// Copyright (c) 2025 Felix Kahle.
//
// Permission is hereby granted, free of charge, to any person obtaining
// a copy of this software and associated documentation files (the
// "Software"), to deal in the Software without restriction, including
// without limitation the rights to use, copy, modify, merge, publish,
// distribute, sublicense, and/or sell copies of the Software, and to
// permit persons to whom the Software is furnished to do so, subject to
// the following conditions:
//
// The above copyright notice and this permission notice shall be
// included in all copies or substantial portions of the Software.
//
// THE SOFTWARE IS PROVIDED "AS IS", WITHOUT WARRANTY OF ANY KIND,
// EXPRESS OR IMPLIED, INCLUDING BUT NOT LIMITED TO THE WARRANTIES OF
// MERCHANTABILITY, FITNESS FOR A PARTICULAR PURPOSE AND
// NONINFRINGEMENT. IN NO EVENT SHALL THE AUTHORS OR COPYRIGHT HOLDERS BE
// LIABLE FOR ANY CLAIM, DAMAGES OR OTHER LIABILITY, WHETHER IN AN ACTION
// OF CONTRACT, TORT OR OTHERWISE, ARISING FROM, OUT OF OR IN CONNECTION
// WITH THE SOFTWARE OR THE USE OR OTHER DEALINGS IN THE SOFTWARE.

//! Calendar periods.
//!
//! A `CalendarPeriod` is a run of `count` consecutive whole units (years,
//! months, days or hours) of a `TimeCalendar`. It stores the raw, unshifted
//! boundaries and exposes the calendar-shifted ones through `TimePeriod`.
//! Calendar periods are read-only; navigation produces new values.

use crate::{calendar::TimeCalendar, error::CalendarError};
use chrono::{Datelike, Days, Months, NaiveDate, TimeDelta, Timelike, Weekday};
use timeperiod_core::{
    moment::Moment,
    period::{PeriodMapper, TimePeriod},
};

/// Granularity of a `CalendarPeriod`.
#[derive(Clone, Copy, Debug, PartialEq, Eq, PartialOrd, Ord, Hash)]
pub enum CalendarUnit {
    Year,
    Month,
    Day,
    Hour,
}

impl CalendarUnit {
    /// The next finer unit, `None` for hours.
    #[inline]
    pub const fn finer(self) -> Option<Self> {
        match self {
            Self::Year => Some(Self::Month),
            Self::Month => Some(Self::Day),
            Self::Day => Some(Self::Hour),
            Self::Hour => None,
        }
    }
}

impl std::fmt::Display for CalendarUnit {
    fn fmt(&self, f: &mut std::fmt::Formatter<'_>) -> std::fmt::Result {
        match self {
            Self::Year => write!(f, "year"),
            Self::Month => write!(f, "month"),
            Self::Day => write!(f, "day"),
            Self::Hour => write!(f, "hour"),
        }
    }
}

/// Moves `moment` by `count` units; `None` when the result is not
/// representable.
fn advance(moment: Moment, unit: CalendarUnit, count: i64) -> Option<Moment> {
    let magnitude = u32::try_from(count.unsigned_abs()).ok()?;
    let shift_months = |months: u32| {
        if count >= 0 {
            moment.checked_add_months(Months::new(months))
        } else {
            moment.checked_sub_months(Months::new(months))
        }
    };
    match unit {
        CalendarUnit::Year => shift_months(magnitude.checked_mul(12)?),
        CalendarUnit::Month => shift_months(magnitude),
        CalendarUnit::Day => {
            let days = Days::new(u64::from(magnitude));
            if count >= 0 {
                moment.checked_add_days(days)
            } else {
                moment.checked_sub_days(days)
            }
        }
        CalendarUnit::Hour => moment.checked_add_signed(TimeDelta::try_hours(count)?),
    }
}

fn midnight(year: i32, month: u32, day: u32) -> Result<Moment, CalendarError> {
    NaiveDate::from_ymd_opt(year, month, day)
        .and_then(|date| date.and_hms_opt(0, 0, 0))
        .ok_or(CalendarError::DayOutOfRange { year, month, day })
}

fn check_month(month: u32) -> Result<(), CalendarError> {
    if (1..=12).contains(&month) {
        Ok(())
    } else {
        Err(CalendarError::MonthOutOfRange { month })
    }
}

fn check_hour(hour: u32) -> Result<(), CalendarError> {
    if hour < 24 {
        Ok(())
    } else {
        Err(CalendarError::HourOutOfRange { hour })
    }
}

/// A run of whole calendar units.
///
/// # Examples
///
/// ```rust
/// use chrono::NaiveDate;
/// use timeperiod_calendar::{
///     calendar::TimeCalendar,
///     period::{CalendarPeriod, CalendarUnit},
/// };
/// use timeperiod_core::period::TimePeriod;
///
/// let calendar = TimeCalendar::default();
/// let feb = CalendarPeriod::month(2012, 2, calendar).unwrap();
/// assert_eq!(feb.children().len(), 29);
///
/// let next = feb.next().unwrap();
/// assert_eq!(next.unit(), CalendarUnit::Month);
/// assert_eq!(next.month_value(), 3);
/// assert_eq!(feb.end(), next.start());
/// ```
#[derive(Clone, Copy, Debug, PartialEq, Eq, Hash)]
pub struct CalendarPeriod {
    unit: CalendarUnit,
    first: Moment,
    last: Moment,
    count: u32,
    calendar: TimeCalendar,
}

impl CalendarPeriod {
    fn from_parts(
        unit: CalendarUnit,
        first: Moment,
        count: u32,
        calendar: TimeCalendar,
    ) -> Option<Self> {
        let last = advance(first, unit, i64::from(count))?;
        Some(Self {
            unit,
            first,
            last,
            count,
            calendar,
        })
    }

    fn build(
        unit: CalendarUnit,
        first: Moment,
        count: u32,
        calendar: TimeCalendar,
    ) -> Result<Self, CalendarError> {
        if count == 0 {
            return Err(CalendarError::EmptyPeriod);
        }
        Self::from_parts(unit, first, count, calendar).ok_or(CalendarError::DateOutOfRange {
            year: first.year(),
        })
    }

    /// The year `year` of `calendar`, starting at its base month.
    #[inline]
    pub fn year(year: i32, calendar: TimeCalendar) -> Result<Self, CalendarError> {
        Self::years(year, 1, calendar)
    }

    pub fn years(year: i32, count: u32, calendar: TimeCalendar) -> Result<Self, CalendarError> {
        let first = midnight(year, calendar.year_base_month(), 1)
            .map_err(|_| CalendarError::DateOutOfRange { year })?;
        Self::build(CalendarUnit::Year, first, count, calendar)
    }

    /// The calendar month `month` (1..=12) of calendar year `year`.
    #[inline]
    pub fn month(year: i32, month: u32, calendar: TimeCalendar) -> Result<Self, CalendarError> {
        Self::months(year, month, 1, calendar)
    }

    pub fn months(
        year: i32,
        month: u32,
        count: u32,
        calendar: TimeCalendar,
    ) -> Result<Self, CalendarError> {
        check_month(month)?;
        let first = midnight(year, month, 1).map_err(|_| CalendarError::DateOutOfRange { year })?;
        Self::build(CalendarUnit::Month, first, count, calendar)
    }

    #[inline]
    pub fn day(
        year: i32,
        month: u32,
        day: u32,
        calendar: TimeCalendar,
    ) -> Result<Self, CalendarError> {
        Self::days(year, month, day, 1, calendar)
    }

    pub fn days(
        year: i32,
        month: u32,
        day: u32,
        count: u32,
        calendar: TimeCalendar,
    ) -> Result<Self, CalendarError> {
        check_month(month)?;
        let first = midnight(year, month, day)?;
        Self::build(CalendarUnit::Day, first, count, calendar)
    }

    #[inline]
    pub fn hour(
        year: i32,
        month: u32,
        day: u32,
        hour: u32,
        calendar: TimeCalendar,
    ) -> Result<Self, CalendarError> {
        Self::hours(year, month, day, hour, 1, calendar)
    }

    pub fn hours(
        year: i32,
        month: u32,
        day: u32,
        hour: u32,
        count: u32,
        calendar: TimeCalendar,
    ) -> Result<Self, CalendarError> {
        check_month(month)?;
        check_hour(hour)?;
        let first = midnight(year, month, day)?
            .checked_add_signed(TimeDelta::hours(i64::from(hour)))
            .ok_or(CalendarError::DateOutOfRange { year })?;
        Self::build(CalendarUnit::Hour, first, count, calendar)
    }

    /// The single `unit` of `calendar` containing the raw `moment`.
    pub fn containing(
        unit: CalendarUnit,
        moment: Moment,
        calendar: TimeCalendar,
    ) -> Result<Self, CalendarError> {
        match unit {
            CalendarUnit::Year => Self::year(calendar.base_year_of(moment), calendar),
            CalendarUnit::Month => Self::month(moment.year(), moment.month(), calendar),
            CalendarUnit::Day => Self::day(moment.year(), moment.month(), moment.day(), calendar),
            CalendarUnit::Hour => Self::hour(
                moment.year(),
                moment.month(),
                moment.day(),
                moment.hour(),
                calendar,
            ),
        }
    }

    #[inline]
    pub fn unit(&self) -> CalendarUnit {
        self.unit
    }

    /// Number of units covered.
    #[inline]
    pub fn count(&self) -> u32 {
        self.count
    }

    #[inline]
    pub fn calendar(&self) -> &TimeCalendar {
        &self.calendar
    }

    /// Raw start of the first unit, before the calendar offsets apply.
    #[inline]
    pub fn first_moment(&self) -> Moment {
        self.first
    }

    /// Raw end of the last unit, before the calendar offsets apply.
    #[inline]
    pub fn last_moment(&self) -> Moment {
        self.last
    }

    /// Calendar year of the first unit. For a year period this is the year
    /// number under the calendar's base month.
    #[inline]
    pub fn year_value(&self) -> i32 {
        self.first.year()
    }

    #[inline]
    pub fn month_value(&self) -> u32 {
        self.first.month()
    }

    #[inline]
    pub fn day_value(&self) -> u32 {
        self.first.day()
    }

    #[inline]
    pub fn hour_value(&self) -> u32 {
        self.first.hour()
    }

    #[inline]
    pub fn weekday(&self) -> Weekday {
        self.first.weekday()
    }

    #[inline]
    pub fn date(&self) -> NaiveDate {
        self.first.date()
    }

    /// The adjacent period of the same unit and count that follows this one.
    #[inline]
    pub fn next(&self) -> Option<Self> {
        Self::from_parts(self.unit, self.last, self.count, self.calendar)
    }

    /// The adjacent period of the same unit and count that precedes this one.
    #[inline]
    pub fn previous(&self) -> Option<Self> {
        let first = advance(self.first, self.unit, -i64::from(self.count))?;
        Self::from_parts(self.unit, first, self.count, self.calendar)
    }

    /// The single units making up this period, in chronological order.
    pub fn units(&self) -> Vec<Self> {
        self.split_into(self.unit)
    }

    /// The single units of the next finer granularity covering this period,
    /// in chronological order. Empty for hours.
    pub fn children(&self) -> Vec<Self> {
        match self.unit.finer() {
            Some(unit) => self.split_into(unit),
            None => Vec::new(),
        }
    }

    fn split_into(&self, unit: CalendarUnit) -> Vec<Self> {
        let mut parts = Vec::new();
        let mut cursor = Self::from_parts(unit, self.first, 1, self.calendar);
        while let Some(part) = cursor {
            if part.first >= self.last {
                break;
            }
            parts.push(part);
            cursor = part.next();
        }
        parts
    }
}

impl TimePeriod for CalendarPeriod {
    #[inline]
    fn start(&self) -> Moment {
        self.calendar.map_start(self.first)
    }

    #[inline]
    fn end(&self) -> Moment {
        self.calendar.map_end(self.last)
    }
}

impl std::fmt::Display for CalendarPeriod {
    fn fmt(&self, f: &mut std::fmt::Formatter<'_>) -> std::fmt::Result {
        write!(
            f,
            "{} x{} [{}, {})",
            self.unit,
            self.count,
            self.start(),
            self.end()
        )
    }
}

--------------------------------

* Task to complete *
Count the lines in the listing that hold the word "Some", then give the number and nothing else.

* The answer *
6